Funded by a Shine award from the Health Foundation
This was our first project to co-design self-management support with people after traumatic brain injury and achieve implementation across acute, rehabilitation and community services. New self-management support tools specific for the traumatic brain injury context have been co-designed and implemented within the acute Neurosciences and Trauma wards of a Major Trauma Centre, a Rehabilitation Unit, and in Headway, the brain injury charity, settings. We now have a new patient-held interactive book, a family and friends’ book, and a multi-disciplinary bespoke training package for supporting self-management after brain injury.

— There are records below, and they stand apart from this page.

#![cfg_attr(docsrs, feature(doc_cfg))]
//! # bpm-assert
//!
//! Fluent assertions for the runtime state of process engine instances.
//!
//! Write process tests that read like the model: which messages an instance
//! is waiting for, where it is waiting, which activities it has passed and
//! whether it has ended. Assertions query the engine on every call through the
//! [`ProcessEngine`] trait, so they always reflect current engine state.
//!
//! ## Quick Start
//!
//! ```rust,no_run
//! # #[cfg(feature = "memory-engine")]
//! use bpm_assert::{
//!     ProcessEngineAssertions, Result,
//!     memory::{InMemoryEngine, ProcessModel, WaitState},
//! };
//!
//! # #[cfg(feature = "memory-engine")]
//! #[tokio::main]
//! async fn main() -> Result {
//!     let engine = InMemoryEngine::default();
//!     engine
//!         .deploy(ProcessModel::new("invoice").then(WaitState::message("WaitForPayment", "paid")))
//!         .await?;
//!
//!     let instance = engine.start_process_instance_by_key("invoice").await?;
//!     let assertions = ProcessEngineAssertions::new(&engine);
//!
//!     assertions
//!         .process_instance(&instance)
//!         .is_waiting_for("paid")
//!         .await?;
//!
//!     engine.correlate_message("paid").await?;
//!
//!     assertions
//!         .process_instance(&instance)
//!         .is_not_waiting_for("paid")
//!         .await?
//!         .is_ended()
//!         .await?;
//!     Ok(())
//! }
//! # #[cfg(not(feature = "memory-engine"))]
//! # fn main() {}
//! ```
//!
//! ## Core Types
//!
//! | Type | Description |
//! |------|-------------|
//! | [`ProcessEngine`] | Read-only query API the assertions run against |
//! | [`ProcessEngineAssertions`] | Hands out assertion objects bound to one engine |
//! | [`ProcessInstanceAssert`] | Waiting, ended, suspension, history and variable checks |
//! | [`TaskAssert`] / [`JobAssert`] | Checks on open user tasks and pending jobs |
//! | [`EngineBinding`] | Resolves the engine to use from an [`EngineRegistry`] |
//! | [`IntoNames`] | Argument type for message, activity and variable names |
//!
//! ## Errors
//!
//! Assertions return [`Result`]. An unmet expectation is
//! [`Error::AssertionFailed`]; invalid arguments are rejected with
//! [`Error::IllegalArgument`] before the engine is queried.
//!
//! ## Features
//!
//! - **`memory-engine`** (default) - [`memory::InMemoryEngine`] for driving assertions in tests
//! - **`serde`** - Serialize/Deserialize for entities, ids and [`EngineConfig`]
//!
//! ## Examples
//!
//! - `message_correlation.rs` - Correlating messages and asserting on waiting instances

mod args;
pub mod assertions;
mod binding;
mod config;
mod engine;
mod entity;
mod error;
mod id;
mod query;

#[cfg(feature = "memory-engine")]
#[cfg_attr(docsrs, doc(cfg(feature = "memory-engine")))]
pub mod memory;

pub use args::{IntoNames, NameItem};
pub use assertions::{
    JobAssert, ProcessDefinitionAssert, ProcessEngineAssertions, ProcessInstanceAssert, TaskAssert,
};
pub use binding::{EngineBinding, EngineRegistry};
pub use config::EngineConfig;
pub use engine::ProcessEngine;
pub use entity::{EventSubscription, EventType, Job, ProcessDefinition, ProcessInstance, Task};
pub use error::Error;
pub use id::{JobId, ProcessDefinitionId, ProcessInstanceId, SubscriptionId, TaskId};
pub use query::{EventSubscriptionQuery, JobQuery, ProcessInstanceQuery, TaskQuery};

/// Convenience alias for `Result<T, bpm_assert::Error>`.
pub type Result<T = ()> = std::result::Result<T, Error>;
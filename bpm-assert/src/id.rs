use std::{fmt, hash::Hash, sync::Arc};

macro_rules! entity_id {
    ($(#[$doc:meta])* $name:ident) => {
        $(#[$doc])*
        #[derive(Debug, Clone, Ord, PartialOrd)]
        #[cfg_attr(feature = "serde", derive(serde::Serialize, serde::Deserialize))]
        pub struct $name(Arc<str>);

        impl $name {
            pub fn new(id: &str) -> Self {
                Self(Arc::from(id))
            }

            #[inline]
            pub fn as_str(&self) -> &str {
                &self.0
            }
        }

        impl PartialEq for $name {
            fn eq(&self, other: &Self) -> bool {
                Arc::ptr_eq(&self.0, &other.0) || self.0 == other.0
            }
        }

        impl Eq for $name {}

        impl Hash for $name {
            fn hash<H: std::hash::Hasher>(&self, state: &mut H) {
                self.0.hash(state);
            }
        }

        impl fmt::Display for $name {
            fn fmt(&self, f: &mut fmt::Formatter<'_>) -> fmt::Result {
                write!(f, "{}", self.0)
            }
        }

        impl From<&str> for $name {
            fn from(s: &str) -> Self {
                Self::new(s)
            }
        }

        impl From<String> for $name {
            fn from(s: String) -> Self {
                Self(Arc::from(s))
            }
        }
    };
}

entity_id!(
    /// Identifier of a running (or ended) process instance.
    ///
    /// Cheap to clone. Equality has a fast path for ids sharing the same
    /// allocation and falls back to string comparison.
    ProcessInstanceId
);

entity_id!(
    /// Identifier of a deployed process definition version, e.g. `invoice:2:<uuid>`.
    ProcessDefinitionId
);

entity_id!(
    /// Identifier of a user task.
    TaskId
);

entity_id!(
    /// Identifier of an executable job.
    JobId
);

entity_id!(
    /// Identifier of an event subscription.
    SubscriptionId
);

/// Random ids for entities the in-memory engine creates.
#[cfg(feature = "memory-engine")]
macro_rules! generated_id {
    ($($name:ident),+) => {
        $(
            impl $name {
                pub(crate) fn generate() -> Self {
                    Self(Arc::from(uuid::Uuid::new_v4().to_string()))
                }
            }
        )+
    };
}

#[cfg(feature = "memory-engine")]
generated_id!(ProcessInstanceId, TaskId, JobId, SubscriptionId);

#[cfg(test)]
mod tests {
    use super::*;

    #[test]
    fn ids_compare_by_value() {
        let a = ProcessInstanceId::new("pi-1");
        let b = ProcessInstanceId::from(String::from("pi-1"));
        assert_eq!(a, b);
        assert_ne!(a, ProcessInstanceId::new("pi-2"));
    }

    #[cfg(feature = "memory-engine")]
    #[test]
    fn generated_ids_are_unique() {
        assert_ne!(TaskId::generate(), TaskId::generate());
    }

    #[test]
    fn display_shows_raw_id() {
        assert_eq!(JobId::new("job-7").to_string(), "job-7");
    }
}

“Sometimes I think ‘I don’t want to listen anymore’. This book makes me comfortable because, when I am reading it, it is just me and the book. The stories are good, they make me feel like I don’t have to hide anything. The more I read how they had head injury, the more I can open up. I read it every day. I use the goals as well. I might forget them, but if I write them down, I know.” 19 year-old male, TBI
In 2015, 70 multidisciplinary healthcare professionals and voluntary sector workers participated in joint 3-stage training, and an additional 40 staff and managers participated in abbreviated training. Questionnaire responses demonstrated a significant difference in the levels of confidence expressed by staff regarding their knowledge and skills to support people with traumatic brain injury and their families to self-manage, following training.
Over 80 patients and their families have now used the new resources, and staff have used Bridges to motivate patients to plan and to gain ideas from others who had experienced TBI, while patients report the value of writing down thoughts and goals as record of what had been going on during a time of great disruption, in which their memory had often been impaired.
Future work will focus on sustaining and evaluating the intervention within project settings, and spreading the approach within the pan-London major trauma system.